The Dubrowsky Lab at the Royal Orthopaedic Hospital (ROH) in Birmingham, UK, has secured a £110,000 grant to advance the novel biomaterial.
Researchers believe it could transform the treatment of both primary and metastatic bone cancer.
The team, led by research lab manager Dr Lucas Souza, is investigating the injectable paste that is composed of gallium-doped bioglass.
If proven effective, this biomaterial could be a game-changer in cases where complete tumour removal is challenging or inadvisable.
Gallium is a metallic chemical element known for its potent anticancer properties. When integrated into bioactive glass – a material already used in surgical procedures to promote bone regeneration – the compound can eliminate residual cancer cells after tumour excision while encouraging new bone growth.
It also exhibits antimicrobial properties, reducing the risk of surgical site infections.
Dr Souza said: ‘Advances in the treatment of bone cancer have reached a plateau over the past 40 years, partly due to a lack of research studies and the complexity of treating bone tumours. Innovative and effective therapeutic approaches are needed, and this grant from Orthopaedic Research UK provides vital funds for us to continue our research into the use of gallium-doped bioglass in bone cancer treatment.’

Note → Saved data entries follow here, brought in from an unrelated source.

//! Shared fixtures for unit tests.

use std::sync::Arc;

use serde_json::{json, Value};
use tokio::sync::{mpsc, Mutex};

use crate::config::AppConfig;
use crate::controller::{AppController, SearchAction, SearchCoordinator};
use crate::model::{AppModel, CatalogClient, FavoritesStore, JsonStore, MovieId, MovieSummary, ThemeStore};

pub const TEST_API_KEY: &str = "test-key";

/// Config pointing the catalog client at `base_url` (usually a mock server).
pub fn config_for(base_url: &str) -> AppConfig {
    AppConfig {
        api_key: Some(TEST_API_KEY.to_string()),
        base_url: base_url.to_string(),
        data_dir: std::env::temp_dir(),
    }
}

pub fn summary(id: MovieId, title: &str) -> MovieSummary {
    MovieSummary {
        id,
        title: title.to_string(),
        poster_path: None,
        vote_average: None,
        release_date: None,
    }
}

/// A `/movie/{id}` body.
pub fn movie_json(id: MovieId, title: &str) -> Value {
    json!({
        "id": id,
        "title": title,
        "poster_path": format!("/poster-{id}.jpg"),
        "vote_average": 7.4,
        "release_date": "2021-09-15",
        "tagline": "It begins.",
        "overview": format!("Overview of {title}"),
        "runtime": 155
    })
}

/// A list-endpoint body with `count` movies numbered from 1.
pub fn results_json(count: usize) -> Value {
    let results: Vec<Value> = (1..=count)
        .map(|i| {
            json!({
                "id": i,
                "title": format!("Movie {i}"),
                "poster_path": null,
                "vote_average": 6.5,
                "release_date": "2020-01-01"
            })
        })
        .collect();
    json!({ "page": 1, "results": results, "total_results": count })
}

/// Controller wired to in-memory stores and a catalog at `base_url`.
pub fn controller_with_catalog(
    base_url: &str,
) -> (AppController, mpsc::UnboundedReceiver<SearchAction>) {
    controller_for_config(&config_for(base_url))
}

/// Controller with no credential configured.
pub fn controller_without_catalog() -> (AppController, mpsc::UnboundedReceiver<SearchAction>) {
    build_controller(AppModel::new())
}

/// Controller built from `config` the way startup does: no catalog when the key is unusable.
pub fn controller_for_config(
    config: &AppConfig,
) -> (AppController, mpsc::UnboundedReceiver<SearchAction>) {
    let mut model = AppModel::new();
    if let Ok(client) = CatalogClient::new(config) {
        model.set_catalog_client(client);
    }
    build_controller(model)
}

fn build_controller(model: AppModel) -> (AppController, mpsc::UnboundedReceiver<SearchAction>) {
    let store = JsonStore::in_memory();
    let (search, actions) = SearchCoordinator::new();
    let controller = AppController::new(
        Arc::new(Mutex::new(model)),
        FavoritesStore::new(store.clone()),
        ThemeStore::load(store),
        search,
    );
    (controller, actions)
}
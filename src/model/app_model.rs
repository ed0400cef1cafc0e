//! Main application model with state management

use std::sync::Arc;
use tokio::sync::Mutex;

use super::content::{ContentState, GridState, ModalBody, ModalState, MovieCard};
use super::tmdb_client::CatalogClient;
use super::types::{ActiveSection, Listing, MovieId, UiState};

/// Main application model containing all state
pub struct AppModel {
    pub catalog: Option<CatalogClient>,
    pub ui_state: Arc<Mutex<UiState>>,
    pub content_state: Arc<Mutex<ContentState>>,
    pub modal_state: Arc<Mutex<ModalState>>,
    pub should_quit: Arc<Mutex<bool>>,
}

impl AppModel {
    pub fn new() -> Self {
        Self {
            catalog: None,
            ui_state: Arc::new(Mutex::new(UiState::default())),
            content_state: Arc::new(Mutex::new(ContentState::default())),
            modal_state: Arc::new(Mutex::new(ModalState::default())),
            should_quit: Arc::new(Mutex::new(false)),
        }
    }

    pub fn set_catalog_client(&mut self, client: CatalogClient) {
        self.catalog = Some(client);
    }

    pub fn get_catalog_client(&self) -> Option<CatalogClient> {
        self.catalog.clone()
    }

    pub async fn should_quit(&self) -> bool {
        *self.should_quit.lock().await
    }

    pub async fn set_should_quit(&self, quit: bool) {
        *self.should_quit.lock().await = quit;
    }

    // ========================================================================
    // UI State
    // ========================================================================

    pub async fn get_ui_state(&self) -> UiState {
        self.ui_state.lock().await.clone()
    }

    pub async fn cycle_section(&self) {
        let mut state = self.ui_state.lock().await;
        state.active_section = state.active_section.next();
    }

    pub async fn set_active_section(&self, section: ActiveSection) {
        self.ui_state.lock().await.active_section = section;
    }

    /// Append to the query and return the new text
    pub async fn append_to_search(&self, c: char) -> String {
        let mut state = self.ui_state.lock().await;
        state.search_query.push(c);
        state.search_query.clone()
    }

    pub async fn backspace_search(&self) -> String {
        let mut state = self.ui_state.lock().await;
        state.search_query.pop();
        state.search_query.clone()
    }

    pub async fn clear_search(&self) {
        self.ui_state.lock().await.search_query.clear();
    }

    pub async fn set_grid_columns(&self, columns: usize) {
        self.ui_state.lock().await.grid_columns = columns.max(1);
    }

    pub async fn show_help_popup(&self) {
        self.ui_state.lock().await.show_help_popup = true;
    }

    pub async fn hide_help_popup(&self) {
        self.ui_state.lock().await.show_help_popup = false;
    }

    pub async fn is_help_popup_open(&self) -> bool {
        self.ui_state.lock().await.show_help_popup
    }

    // ========================================================================
    // Grid
    // ========================================================================

    pub async fn get_content_state(&self) -> ContentState {
        self.content_state.lock().await.clone()
    }

    /// Start a list request: show `placeholder` and hand out a fresh token.
    pub async fn begin_grid_request(&self, listing: Listing, placeholder: &str) -> u64 {
        self.ui_state.lock().await.listing = listing;

        let mut content = self.content_state.lock().await;
        content.request_token += 1;
        content.grid = GridState::Placeholder(placeholder.to_string());
        content.selected_index = 0;
        content.request_token
    }

    /// Publish a list result. Returns false when a newer request superseded it.
    pub async fn finish_grid_request(&self, token: u64, grid: GridState) -> bool {
        let mut content = self.content_state.lock().await;
        if content.request_token != token {
            tracing::debug!(
                token,
                latest = content.request_token,
                "Discarding stale grid response"
            );
            return false;
        }
        content.grid = grid;
        content.selected_index = 0;
        true
    }

    pub async fn get_selected_card(&self) -> Option<MovieCard> {
        let content = self.content_state.lock().await;
        content.grid.cards().get(content.selected_index).cloned()
    }

    /// Repaint the heart on the selected card, if it still shows `movie_id`
    pub async fn update_selected_card_favorite(&self, movie_id: MovieId, pressed: bool) {
        let mut content = self.content_state.lock().await;
        let index = content.selected_index;
        if let GridState::Cards(cards) = &mut content.grid {
            if let Some(card) = cards.get_mut(index).filter(|c| c.id() == movie_id) {
                card.favorite.pressed = pressed;
            }
        }
    }

    /// Move the grid selection by `delta` cells, clamped to the grid
    pub async fn move_selection(&self, delta: isize) {
        let mut content = self.content_state.lock().await;
        let count = content.grid.cards().len();
        if count == 0 {
            return;
        }
        let current = content.selected_index as isize;
        let next = (current + delta).clamp(0, count as isize - 1);
        content.selected_index = next as usize;
    }

    pub async fn move_selection_rows(&self, rows: isize) {
        let columns = self.ui_state.lock().await.grid_columns.max(1) as isize;
        self.move_selection(rows * columns).await;
    }

    // ========================================================================
    // Details modal
    // ========================================================================

    pub async fn get_modal_state(&self) -> ModalState {
        self.modal_state.lock().await.clone()
    }

    pub async fn is_modal_open(&self) -> bool {
        self.modal_state.lock().await.visible
    }

    /// Show the modal with `placeholder` and return the token for this opening
    pub async fn open_modal(&self, placeholder: &str) -> u64 {
        let mut modal = self.modal_state.lock().await;
        modal.request_token += 1;
        modal.visible = true;
        modal.aria_hidden = false;
        modal.body = ModalBody::Placeholder(placeholder.to_string());
        modal.request_token
    }

    /// Fill the modal, unless it was closed or reopened since `token` was issued
    pub async fn finish_modal(&self, token: u64, body: ModalBody) -> bool {
        let mut modal = self.modal_state.lock().await;
        if !modal.visible || modal.request_token != token {
            tracing::debug!(token, latest = modal.request_token, "Discarding stale details response");
            return false;
        }
        modal.body = body;
        true
    }

    pub async fn close_modal(&self) {
        let mut modal = self.modal_state.lock().await;
        // Bump so an in-flight open cannot repaint a closed modal
        modal.request_token += 1;
        modal.visible = false;
        modal.aria_hidden = true;
        modal.body = ModalBody::Empty;
    }
}

impl Default for AppModel {
    fn default() -> Self {
        Self::new()
    }
}
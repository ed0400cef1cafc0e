//! Core type definitions for the application

use serde::{Deserialize, Deserializer, Serialize};

pub type MovieId = u64;

/// A movie as returned by the list endpoints
#[derive(Clone, Debug, Deserialize, PartialEq)]
pub struct MovieSummary {
    pub id: MovieId,
    #[serde(default)]
    pub title: String,
    #[serde(default, deserialize_with = "non_empty_string")]
    pub poster_path: Option<String>,
    #[serde(default)]
    pub vote_average: Option<f64>,
    #[serde(default, deserialize_with = "non_empty_string")]
    pub release_date: Option<String>,
}

impl MovieSummary {
    /// First four characters of the release date, if there is one.
    pub fn release_year(&self) -> Option<&str> {
        self.release_date
            .as_deref()
            .map(|date| date.char_indices().nth(4).map_or(date, |(i, _)| &date[..i]))
    }

    /// Average vote; TMDb reports unrated titles as 0.
    pub fn rating(&self) -> Option<f64> {
        self.vote_average.filter(|v| *v > 0.0)
    }
}

/// Full record from `/movie/{id}`
#[derive(Clone, Debug, Deserialize, PartialEq)]
pub struct MovieDetail {
    #[serde(flatten)]
    pub summary: MovieSummary,
    #[serde(default, deserialize_with = "non_empty_string")]
    pub tagline: Option<String>,
    #[serde(default, deserialize_with = "non_empty_string")]
    pub overview: Option<String>,
    #[serde(default, rename = "runtime")]
    pub runtime_minutes: Option<u32>,
}

impl MovieDetail {
    pub fn runtime(&self) -> Option<u32> {
        self.runtime_minutes.filter(|m| *m > 0)
    }
}

#[derive(Clone, Debug, Deserialize, PartialEq)]
pub struct Video {
    #[serde(default)]
    pub site: String,
    #[serde(default, rename = "type")]
    pub kind: String,
    #[serde(default)]
    pub key: String,
}

impl Video {
    pub fn is_youtube_trailer(&self) -> bool {
        self.site == "YouTube" && self.kind == "Trailer"
    }
}

/// First YouTube trailer in the order the catalog returned them
pub fn pick_trailer(videos: &[Video]) -> Option<&Video> {
    videos.iter().find(|v| v.is_youtube_trailer())
}

#[derive(Clone, Copy, Debug, Default, PartialEq, Eq, Serialize, Deserialize)]
#[serde(rename_all = "lowercase")]
pub enum Theme {
    #[default]
    Light,
    Dark,
}

impl Theme {
    pub fn toggled(self) -> Self {
        match self {
            Theme::Light => Theme::Dark,
            Theme::Dark => Theme::Light,
        }
    }

    pub fn label(self) -> &'static str {
        match self {
            Theme::Light => "light",
            Theme::Dark => "dark",
        }
    }
}

/// Which section of the UI is currently active/focused
#[derive(Clone, Copy, Debug, PartialEq, Eq)]
pub enum ActiveSection {
    Search,
    Grid,
}

impl ActiveSection {
    pub fn next(self) -> Self {
        match self {
            ActiveSection::Search => ActiveSection::Grid,
            ActiveSection::Grid => ActiveSection::Search,
        }
    }
}

/// The flow that last filled the grid
#[derive(Clone, Debug, PartialEq, Eq, Default)]
pub enum Listing {
    #[default]
    Popular,
    Search(String),
    Favorites,
}

impl Listing {
    pub fn title(&self) -> String {
        match self {
            Listing::Popular => " Popular ".to_string(),
            Listing::Search(query) => format!(" Results for \"{}\" ", query),
            Listing::Favorites => " Favorites ".to_string(),
        }
    }
}

/// UI state for the application
#[derive(Clone, Debug)]
pub struct UiState {
    pub active_section: ActiveSection,
    pub search_query: String,
    pub listing: Listing,
    /// Cards per grid row at the last draw
    pub grid_columns: usize,
    pub show_help_popup: bool,
}

impl Default for UiState {
    fn default() -> Self {
        Self {
            active_section: ActiveSection::Search,
            search_query: String::new(),
            listing: Listing::Popular,
            grid_columns: 1,
            show_help_popup: false,
        }
    }
}

fn non_empty_string<'de, D>(deserializer: D) -> Result<Option<String>, D::Error>
where
    D: Deserializer<'de>,
{
    let value: Option<String> = Option::deserialize(deserializer)?;
    Ok(value.filter(|s| !s.trim().is_empty()))
}
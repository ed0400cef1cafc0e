//! Results grid rendering

use ratatui::{
    layout::Rect,
    style::Style,
    widgets::{Block, Borders, Padding, Paragraph, Wrap},
    Frame,
};

use crate::model::{ActiveSection, ContentState, GridState, UiState};
use super::card::{draw_card, CARD_HEIGHT};
use super::theme::Palette;
use super::utils::columns_for_inner_width;

/// Bordered, padded frame around the grid; its chrome is `GRID_CHROME_WIDTH` wide
fn grid_block(title: String, border_style: Style, palette: &Palette) -> Block<'static> {
    Block::default()
        .borders(Borders::ALL)
        .title(title)
        .padding(Padding::horizontal(1))
        .border_style(border_style)
        .style(Style::default().bg(palette.background))
}

pub fn render_grid(frame: &mut Frame, area: Rect, ui_state: &UiState, content_state: &ContentState, palette: &Palette) {
    let focused = ui_state.active_section == ActiveSection::Grid;
    let border_style = if focused {
        Style::default().fg(palette.accent)
    } else {
        Style::default().fg(palette.border)
    };

    let block = grid_block(ui_state.listing.title(), border_style, palette);

    let cards = match &content_state.grid {
        GridState::Placeholder(text) => {
            let placeholder = Paragraph::new(text.as_str())
                .style(Style::default().fg(palette.muted))
                .wrap(Wrap { trim: false })
                .block(block);
            frame.render_widget(placeholder, area);
            return;
        }
        GridState::Cards(cards) => cards,
    };

    let inner = block.inner(area);
    frame.render_widget(block, area);

    let columns = columns_for_inner_width(inner.width);
    let cell_width = inner.width / columns as u16;
    let visible_rows = (inner.height / CARD_HEIGHT).max(1) as usize;

    // Scroll so the selected row stays on screen
    let selected_row = content_state.selected_index / columns;
    let first_row = selected_row.saturating_sub(visible_rows - 1);

    for (index, card) in cards.iter().enumerate() {
        let row = index / columns;
        if row < first_row || row >= first_row + visible_rows {
            continue;
        }
        let col = index % columns;
        let cell = Rect {
            x: inner.x + col as u16 * cell_width,
            y: inner.y + (row - first_row) as u16 * CARD_HEIGHT,
            width: cell_width,
            height: CARD_HEIGHT,
        };
        let selected = focused && index == content_state.selected_index;
        draw_card(frame, cell, card, selected, palette);
    }
}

A recent study conducted by Aston University in collaboration with ROH reported a 99% success rate in eliminating cancerous cells using gallium-doped bioglass.
This injectable paste holds particular promise for scenarios where:
• Tumours are located near vital organs, making complete excision impractical.
• Surgical margins suggest the presence of residual cancer cells.
• Benign but aggressive bone tumours or metastatic lesions require intervention without the morbidity of extensive surgery.
The minimally invasive application of the paste could lower patient morbidity, shorten hospital stays, and reduce the reliance on antibiotics, whilst also decreasing the likelihood of tumour recurrence, infections at the implant site, and implant failures.
Dr Souza said: ‘The proposed biomaterial has the potential to drastically improve treatment outcomes for bone tumour patients by reducing cancer recurrence, implant-site infection rates, and implant failure rates. This could lead to shorter hospital stays, less antibiotic use, and fewer revision surgeries, ultimately improving bone cancer patients’ survival rates, functionality and quality of life.’
The biomaterial could be used alongside interventional oncology techniques such as cryoablation and radiofrequency ablation.
Cryoablation involves extreme temperature modulation to destroy tumour cells, while radiofrequency ablation achieves similar outcomes using targeted heat generation.
The project is supported by a multidisciplinary team, including Professor Adrian Gardner, director of Research and Development at ROH and Professor of Clinical Orthopaedics at Aston University and Mr Jonathan Stevenson, Orthopaedic Oncology and Arthroplasty Consultant.
Additional collaborators include Professor Richard Martin and Dr Eirini Theodosiou from Aston University, as well as Professor João Lopes from the Brazilian Aeronautics Institute of Technology.